EXERCISE: What is needed is every line, exactly as given, from the line containing "pub fn init(settings: &TelemetrySettings)" through the end of the data below.

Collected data
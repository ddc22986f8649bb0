use anyhow::Context;
use biblio_kernel::settings::Settings;

#[tokio::main]
async fn main() -> anyhow::Result<()> {
    let settings = Settings::load().context("failed to load biblio settings")?;
    biblio_telemetry::init(&settings.telemetry)?;

    tracing::info!(
        env = ?settings.environment,
        borrow_limit = settings.lending.borrow_limit,
        "biblio bootstrap starting"
    );

    biblio_app::run(settings).await
}
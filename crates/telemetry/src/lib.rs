//! Logging bootstrap for biblio services.

use anyhow::Context;
use tracing_subscriber::EnvFilter;

use biblio_kernel::settings::{LogFormat, TelemetrySettings};

/// Install the global tracing subscriber.
///
/// Respects `RUST_LOG` when set; defaults to `info` otherwise.
pub fn init(settings: &TelemetrySettings) -> anyhow::Result<()> {
    let filter = EnvFilter::try_from_default_env().unwrap_or_else(|_| EnvFilter::new("info"));
    let builder = tracing_subscriber::fmt().with_env_filter(filter);

    match settings.log_format {
        LogFormat::Json => builder.json().try_init(),
        LogFormat::Pretty => builder.try_init(),
    }
    .map_err(|error| anyhow::anyhow!(error))
    .context("failed to install tracing subscriber")
}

EXERCISE OUTPUT:
pub fn init(settings: &TelemetrySettings) -> anyhow::Result<()> {
    let filter = EnvFilter::try_from_default_env().unwrap_or_else(|_| EnvFilter::new("info"));
    let builder = tracing_subscriber::fmt().with_env_filter(filter);

    match settings.log_format {
        LogFormat::Json => builder.json().try_init(),
        LogFormat::Pretty => builder.try_init(),
    }
    .map_err(|error| anyhow::anyhow!(error))
    .context("failed to install tracing subscriber")
}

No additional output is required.